[Start of Attachment]
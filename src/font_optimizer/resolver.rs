//! Font CSS resolution
//!
//! The font stage never fetches anything itself. It asks a `FontCssResolver`
//! for the `@font-face` text behind a provider stylesheet URL. `None` means
//! "no data": the stage then keeps the browser loading the stylesheet
//! through a plain link. An `Err` aborts the pipeline run.

use anyhow::{Context, Result};
use futures::future::{self, BoxFuture};
use serde::Deserialize;
use std::collections::HashMap;
use std::path::Path;

/// Source of font-face CSS for provider stylesheet URLs
pub trait FontCssResolver: Send + Sync {
    fn resolve<'a>(&'a self, url: &'a str) -> BoxFuture<'a, Result<Option<String>>>;
}

/// Synchronous lookups, e.g. `|url| manifest.get(url).cloned()`
impl<F> FontCssResolver for F
where
    F: Fn(&str) -> Option<String> + Send + Sync,
{
    fn resolve<'a>(&'a self, url: &'a str) -> BoxFuture<'a, Result<Option<String>>> {
        Box::pin(future::ready(Ok(self(url))))
    }
}

/// Entry of a build-time font manifest
#[derive(Debug, Deserialize)]
struct ManifestEntry {
    url: String,
    content: String,
}

/// Precomputed URL → CSS map, typically written at build time
#[derive(Debug, Clone, Default)]
pub struct FontManifest {
    entries: HashMap<String, String>,
}

impl FontManifest {
    #[must_use]
    pub fn new() -> Self {
        Self::default()
    }

    /// Parse a manifest of the form `[{"url": "...", "content": "..."}]`
    ///
    /// Later entries for the same URL replace earlier ones.
    ///
    /// # Errors
    ///
    /// Returns an error if the JSON does not match the manifest shape.
    pub fn from_json(json: &str) -> Result<Self> {
        let entries: Vec<ManifestEntry> =
            serde_json::from_str(json).context("Invalid font manifest JSON")?;
        Ok(entries
            .into_iter()
            .map(|entry| (entry.url, entry.content))
            .collect())
    }

    /// # Errors
    ///
    /// Returns an error if the file cannot be read or is not a valid manifest.
    pub fn from_path(path: impl AsRef<Path>) -> Result<Self> {
        let path = path.as_ref();
        let raw = std::fs::read_to_string(path)
            .with_context(|| format!("Failed to read font manifest {}", path.display()))?;
        Self::from_json(&raw)
    }

    pub fn insert(&mut self, url: impl Into<String>, css: impl Into<String>) {
        self.entries.insert(url.into(), css.into());
    }

    #[must_use]
    pub fn get(&self, url: &str) -> Option<&str> {
        self.entries.get(url).map(String::as_str)
    }

    #[must_use]
    pub fn len(&self) -> usize {
        self.entries.len()
    }

    #[must_use]
    pub fn is_empty(&self) -> bool {
        self.entries.is_empty()
    }
}

impl FromIterator<(String, String)> for FontManifest {
    fn from_iter<I: IntoIterator<Item = (String, String)>>(iter: I) -> Self {
        Self {
            entries: iter.into_iter().collect(),
        }
    }
}

impl FontCssResolver for FontManifest {
    fn resolve<'a>(&'a self, url: &'a str) -> BoxFuture<'a, Result<Option<String>>> {
        let css = self.get(url).map(str::to_string);
        if css.is_none() {
            log::debug!("Font manifest has no entry for {url}");
        }
        Box::pin(future::ready(Ok(css)))
    }
}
[End of Attachment]
* **WHAT YOU ARE ASKED TO DO**
Transcribe, word for word, the data above from its first line through the line with "to read font", and include nothing else.

* **PROBLEM SOLUTION**
filename src/font_optimizer/resolver.rs
//! Font CSS resolution
//!
//! The font stage never fetches anything itself. It asks a `FontCssResolver`
//! for the `@font-face` text behind a provider stylesheet URL. `None` means
//! "no data": the stage then keeps the browser loading the stylesheet
//! through a plain link. An `Err` aborts the pipeline run.

use anyhow::{Context, Result};
use futures::future::{self, BoxFuture};
use serde::Deserialize;
use std::collections::HashMap;
use std::path::Path;

/// Source of font-face CSS for provider stylesheet URLs
pub trait FontCssResolver: Send + Sync {
    fn resolve<'a>(&'a self, url: &'a str) -> BoxFuture<'a, Result<Option<String>>>;
}

/// Synchronous lookups, e.g. `|url| manifest.get(url).cloned()`
impl<F> FontCssResolver for F
where
    F: Fn(&str) -> Option<String> + Send + Sync,
{
    fn resolve<'a>(&'a self, url: &'a str) -> BoxFuture<'a, Result<Option<String>>> {
        Box::pin(future::ready(Ok(self(url))))
    }
}

/// Entry of a build-time font manifest
#[derive(Debug, Deserialize)]
struct ManifestEntry {
    url: String,
    content: String,
}

/// Precomputed URL → CSS map, typically written at build time
#[derive(Debug, Clone, Default)]
pub struct FontManifest {
    entries: HashMap<String, String>,
}

impl FontManifest {
    #[must_use]
    pub fn new() -> Self {
        Self::default()
    }

    /// Parse a manifest of the form `[{"url": "...", "content": "..."}]`
    ///
    /// Later entries for the same URL replace earlier ones.
    ///
    /// # Errors
    ///
    /// Returns an error if the JSON does not match the manifest shape.
    pub fn from_json(json: &str) -> Result<Self> {
        let entries: Vec<ManifestEntry> =
            serde_json::from_str(json).context("Invalid font manifest JSON")?;
        Ok(entries
            .into_iter()
            .map(|entry| (entry.url, entry.content))
            .collect())
    }

    /// # Errors
    ///
    /// Returns an error if the file cannot be read or is not a valid manifest.
    pub fn from_path(path: impl AsRef<Path>) -> Result<Self> {
        let path = path.as_ref();
        let raw = std::fs::read_to_string(path)
            .with_context(|| format!("Failed to read font manifest {}", path.display()))?;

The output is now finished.